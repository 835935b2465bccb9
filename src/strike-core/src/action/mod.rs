//! Action descriptors: fetching, URL unfurling and the components a user
//! stages input on.
pub mod component;
pub mod model;
pub mod payload;
pub mod resolver;
pub mod spec;
pub mod url_mapper;

pub use component::{ActionComponent, ComponentKind};
pub use model::Action;
pub use payload::InvocationPayload;
pub use resolver::{ActionResolver, ResolvedAction};
pub use url_mapper::{ActionUrl, Origin};
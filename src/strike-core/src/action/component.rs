use crate::action::spec::{
    ActionPostRequest, LinkedAction, ParameterBound, ParameterType, TypedActionParameter,
};
use crate::error::action::ValidationError;
use crate::idl::ParameterValue;
use percent_encoding::{utf8_percent_encode, AsciiSet, NON_ALPHANUMERIC};
use regex::Regex;
use std::collections::BTreeMap;

/// What `encodeURIComponent` leaves alone.
const COMPONENT: &AsciiSet = &NON_ALPHANUMERIC
    .remove(b'-')
    .remove(b'_')
    .remove(b'.')
    .remove(b'!')
    .remove(b'~')
    .remove(b'*')
    .remove(b'\'')
    .remove(b'(')
    .remove(b')');

#[derive(Clone, Copy, Debug, PartialEq, Eq)]
pub enum ComponentKind {
    /// No input: one click invokes it.
    Button,
    SingleValue,
    /// One `checkbox` or `multiselect` parameter.
    MultiValue,
    Form,
}

impl ComponentKind {
    fn of(parameters: &[TypedActionParameter]) -> Self {
        match parameters {
            [] => ComponentKind::Button,
            [single] if single.kind.is_multi_value() => ComponentKind::MultiValue,
            [_] => ComponentKind::SingleValue,
            _ => ComponentKind::Form,
        }
    }
}

/// A linked action plus the values the user staged for it.
#[derive(Clone, Debug, PartialEq)]
pub struct ActionComponent {
    index: usize,
    kind: ComponentKind,
    linked: LinkedAction,
    values: BTreeMap<String, ParameterValue>,
}

impl ActionComponent {
    pub fn new(index: usize, linked: LinkedAction) -> Self {
        ActionComponent {
            index,
            kind: ComponentKind::of(&linked.parameters),
            linked,
            values: BTreeMap::new(),
        }
    }

    pub fn index(&self) -> usize {
        self.index
    }

    pub fn kind(&self) -> ComponentKind {
        self.kind
    }

    pub fn label(&self) -> &str {
        &self.linked.label
    }

    pub fn linked_action(&self) -> &LinkedAction {
        &self.linked
    }

    pub fn parameters(&self) -> &[TypedActionParameter] {
        &self.linked.parameters
    }

    pub fn parameter(&self, name: &str) -> Option<&TypedActionParameter> {
        self.linked.parameters.iter().find(|p| p.name == name)
    }

    pub fn values(&self) -> &BTreeMap<String, ParameterValue> {
        &self.values
    }

    /// Stages `value` for `name`, shaped to what the parameter takes: a
    /// single-value parameter keeps only the first of several values, a
    /// multi-value one wraps a single value in a list.
    pub fn set_value(&mut self, name: &str, value: ParameterValue) -> Result<(), ValidationError> {
        let parameter = self
            .parameter(name)
            .ok_or_else(|| ValidationError::UnknownParameter(name.to_string()))?;
        let multi = parameter.kind.is_multi_value() || parameter.is_array;
        let value = match (multi, value) {
            (false, ParameterValue::Multi(values)) => {
                ParameterValue::Single(values.into_iter().next().unwrap_or_default())
            }
            (true, ParameterValue::Single(value)) => ParameterValue::Multi(vec![value]),
            (_, value) => value,
        };
        self.values.insert(name.to_string(), value);
        Ok(())
    }

    pub fn stage(&mut self, params: &BTreeMap<String, ParameterValue>) -> Result<(), ValidationError> {
        for (name, value) in params {
            self.set_value(name, value.clone())?;
        }
        Ok(())
    }

    pub fn clear(&mut self) {
        self.values.clear();
    }

    /// The link template with every `{name}` replaced by its staged value,
    /// trimmed and percent-encoded. Lists are comma-joined.
    pub fn href(&self) -> Option<String> {
        let template = self.linked.href.as_ref()?;
        let mut href = template.clone();
        for parameter in &self.linked.parameters {
            let placeholder = format!("{{{}}}", parameter.name);
            if !href.contains(&placeholder) {
                continue;
            }
            let encoded = match self.values.get(&parameter.name) {
                Some(ParameterValue::Single(value)) => encode(value),
                Some(ParameterValue::Multi(values)) => values
                    .iter()
                    .map(|v| encode(v))
                    .collect::<Vec<_>>()
                    .join(","),
                None => String::new(),
            };
            href = href.replace(&placeholder, &encoded);
        }
        Some(href)
    }

    /// The POST body; values already carried in the href are left out.
    pub fn build_body(&self, principal: &str) -> ActionPostRequest {
        let template = self.linked.href.as_deref().unwrap_or_default();
        let data: BTreeMap<String, ParameterValue> = self
            .linked
            .parameters
            .iter()
            .filter(|p| !template.contains(&format!("{{{}}}", p.name)))
            .map(|p| {
                let value = self.values.get(&p.name).cloned().unwrap_or_else(|| {
                    if p.kind.is_multi_value() || p.is_array {
                        ParameterValue::Multi(vec![])
                    } else {
                        ParameterValue::Single(String::new())
                    }
                });
                (p.name.clone(), value)
            })
            .collect();
        ActionPostRequest {
            principal: principal.to_string(),
            data: if data.is_empty() { None } else { Some(data) },
        }
    }

    /// Checks every parameter against its constraints.
    pub fn validate(&self) -> Result<(), ValidationError> {
        for parameter in &self.linked.parameters {
            match self.values.get(&parameter.name) {
                Some(value) if !value.is_empty() => validate_value(parameter, value)?,
                _ if parameter.required => {
                    return Err(ValidationError::Required(parameter.name.clone()))
                }
                _ => {}
            }
        }
        Ok(())
    }
}

fn encode(value: &str) -> String {
    utf8_percent_encode(value.trim(), COMPONENT).to_string()
}

fn validate_value(
    parameter: &TypedActionParameter,
    value: &ParameterValue,
) -> Result<(), ValidationError> {
    let name = &parameter.name;
    let values: Vec<&str> = match value {
        ParameterValue::Single(v) => vec![v.as_str()],
        ParameterValue::Multi(vs) => vs.iter().map(String::as_str).collect(),
    };

    if parameter.kind.is_selectable() && !parameter.options.is_empty() {
        if let Some(bad) = values
            .iter()
            .find(|v| !parameter.options.iter().any(|o| o.value == **v))
        {
            return Err(ValidationError::InvalidOption {
                name: name.clone(),
                value: bad.to_string(),
            });
        }
    }

    if let Some(pattern) = pattern_of(parameter) {
        if values.iter().any(|v| !pattern.is_match(v)) {
            return Err(ValidationError::PatternMismatch {
                name: name.clone(),
                description: parameter.pattern_description.clone(),
            });
        }
    }

    match parameter.kind {
        ParameterType::Number => {
            for v in &values {
                let number: f64 = v
                    .trim()
                    .parse()
                    .map_err(|_| ValidationError::NotANumber(name.clone()))?;
                check_bounds(parameter, |bound| match bound {
                    ParameterBound::Number(b) => number.partial_cmp(b),
                    ParameterBound::Text(b) => b.parse::<f64>().ok().and_then(|b| number.partial_cmp(&b)),
                })?;
            }
        }
        ParameterType::Date | ParameterType::DatetimeLocal => {
            // ISO dates order lexicographically.
            for v in &values {
                check_bounds(parameter, |bound| match bound {
                    ParameterBound::Text(b) => Some(v.trim().cmp(b.as_str())),
                    ParameterBound::Number(_) => None,
                })?;
            }
        }
        ParameterType::Checkbox | ParameterType::Multiselect => {
            let count = values.len() as f64;
            check_bounds(parameter, |bound| match bound {
                ParameterBound::Number(b) => count.partial_cmp(b),
                ParameterBound::Text(_) => None,
            })?;
        }
        _ => {}
    }
    Ok(())
}

/// Anchored pattern; patterns that do not compile are not enforced, and
/// selectable kinds never carry one.
fn pattern_of(parameter: &TypedActionParameter) -> Option<Regex> {
    if parameter.kind.is_selectable() {
        return None;
    }
    let pattern = parameter.pattern.as_ref()?;
    Regex::new(&format!("^(?:{pattern})$")).ok()
}

fn check_bounds<F>(parameter: &TypedActionParameter, compare: F) -> Result<(), ValidationError>
where
    F: Fn(&ParameterBound) -> Option<std::cmp::Ordering>,
{
    use std::cmp::Ordering;
    if let Some(min) = &parameter.min {
        if compare(min) == Some(Ordering::Less) {
            return Err(ValidationError::BelowMin {
                name: parameter.name.clone(),
                min: min.to_string(),
            });
        }
    }
    if let Some(max) = &parameter.max {
        if compare(max) == Some(Ordering::Greater) {
            return Err(ValidationError::AboveMax {
                name: parameter.name.clone(),
                max: max.to_string(),
            });
        }
    }
    Ok(())
}

#[cfg(test)]
mod tests {
    use super::*;
    use crate::action::spec::ParameterOption;
    use serde_json::json;

    fn component(value: serde_json::Value) -> ActionComponent {
        ActionComponent::new(0, serde_json::from_value(value).unwrap())
    }

    fn transfer(kind: &str) -> ActionComponent {
        component(json!({
            "label": "Transfer",
            "href": "https://example.com/transfer/{amount}",
            "method": "transfer",
            "parameters": [{ "name": "amount", "type": kind }],
            "signatures": { "input": ["Text"], "output": [] }
        }))
    }

    #[test]
    fn kinds_follow_parameter_count() {
        let button = component(json!({ "label": "Go", "method": "go" }));
        assert_eq!(button.kind(), ComponentKind::Button);
        assert_eq!(transfer("text").kind(), ComponentKind::SingleValue);
        assert_eq!(transfer("checkbox").kind(), ComponentKind::MultiValue);
        let form = component(json!({
            "label": "Send",
            "method": "send",
            "parameters": [{ "name": "to" }, { "name": "amount" }]
        }));
        assert_eq!(form.kind(), ComponentKind::Form);
    }

    #[test]
    fn href_substitutes_a_single_value() {
        let mut c = transfer("text");
        c.set_value("amount", " 5 ".into()).unwrap();
        assert_eq!(c.href().as_deref(), Some("https://example.com/transfer/5"));
    }

    #[test]
    fn href_joins_and_encodes_lists() {
        let mut c = transfer("checkbox");
        c.set_value("amount", vec!["5".to_string(), "6".to_string()].into())
            .unwrap();
        assert_eq!(c.href().as_deref(), Some("https://example.com/transfer/5,6"));

        c.set_value("amount", vec!["a b".to_string(), "c/d".to_string()].into())
            .unwrap();
        assert_eq!(
            c.href().as_deref(),
            Some("https://example.com/transfer/a%20b,c%2Fd")
        );
    }

    #[test]
    fn single_value_keeps_first_of_many() {
        let mut c = transfer("text");
        c.set_value("amount", vec!["7".to_string(), "8".to_string()].into())
            .unwrap();
        assert_eq!(c.values()["amount"], ParameterValue::Single("7".to_string()));
        assert_eq!(
            c.set_value("other", "1".into()),
            Err(ValidationError::UnknownParameter("other".to_string()))
        );
    }

    #[test]
    fn body_skips_values_already_in_href() {
        let mut c = transfer("text");
        c.set_value("amount", "5".into()).unwrap();
        assert_eq!(c.build_body("2vxsx-fae").data, None);

        let mut form = component(json!({
            "label": "Send",
            "href": "/send/{to}",
            "method": "send",
            "parameters": [{ "name": "to" }, { "name": "memo" }]
        }));
        form.set_value("to", "alice".into()).unwrap();
        let body = form.build_body("2vxsx-fae");
        let data = body.data.unwrap();
        assert_eq!(data.len(), 1);
        assert_eq!(data["memo"], ParameterValue::Single(String::new()));
    }

    #[test]
    fn required_fields_must_be_filled() {
        let mut form = component(json!({
            "label": "Send",
            "method": "send",
            "parameters": [
                { "name": "to", "required": true },
                { "name": "memo", "required": true }
            ]
        }));
        form.set_value("to", "alice".into()).unwrap();
        form.set_value("memo", "   ".into()).unwrap();
        assert_eq!(
            form.validate(),
            Err(ValidationError::Required("memo".to_string()))
        );
    }

    #[test]
    fn pattern_and_bounds_are_enforced() {
        let mut c = component(json!({
            "label": "Bet",
            "method": "bet",
            "parameters": [{
                "name": "amount", "type": "number", "min": 1, "max": 100,
                "pattern": "[0-9]+", "patternDescription": "whole numbers only"
            }]
        }));
        c.set_value("amount", "5".into()).unwrap();
        assert_eq!(c.validate(), Ok(()));

        c.set_value("amount", "5.5".into()).unwrap();
        let err = c.validate().unwrap_err();
        assert_eq!(
            err.to_string(),
            "'amount' does not match the expected format: whole numbers only"
        );

        c.set_value("amount", "0".into()).unwrap();
        assert!(matches!(c.validate(), Err(ValidationError::BelowMin { .. })));
        c.set_value("amount", "101".into()).unwrap();
        assert!(matches!(c.validate(), Err(ValidationError::AboveMax { .. })));
    }

    #[test]
    fn options_restrict_selectable_values() {
        let mut c = transfer("select");
        let mut linked = c.linked_action().clone();
        linked.parameters[0].options = vec![ParameterOption {
            label: "Five".to_string(),
            value: "5".to_string(),
            selected: false,
        }];
        c = ActionComponent::new(0, linked);
        c.set_value("amount", "6".into()).unwrap();
        assert_eq!(
            c.validate(),
            Err(ValidationError::InvalidOption {
                name: "amount".to_string(),
                value: "6".to_string()
            })
        );
    }
}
----
- _Problem_: All that belongs in the answer is an exact copy of the lines from the start of the records above through the line with "filename src/strike-core/src/action/component.rs".

- _Response area_:
repository 835935b2465bccb9
filename src/strike-core/src/action/mod.rs
//! Action descriptors: fetching, URL unfurling and the components a user
//! stages input on.
pub mod component;
pub mod model;
pub mod payload;
pub mod resolver;
pub mod spec;
pub mod url_mapper;

pub use component::{ActionComponent, ComponentKind};
pub use model::Action;
pub use payload::InvocationPayload;
pub use resolver::{ActionResolver, ResolvedAction};
pub use url_mapper::{ActionUrl, Origin};
filename src/strike-core/src/action/component.rs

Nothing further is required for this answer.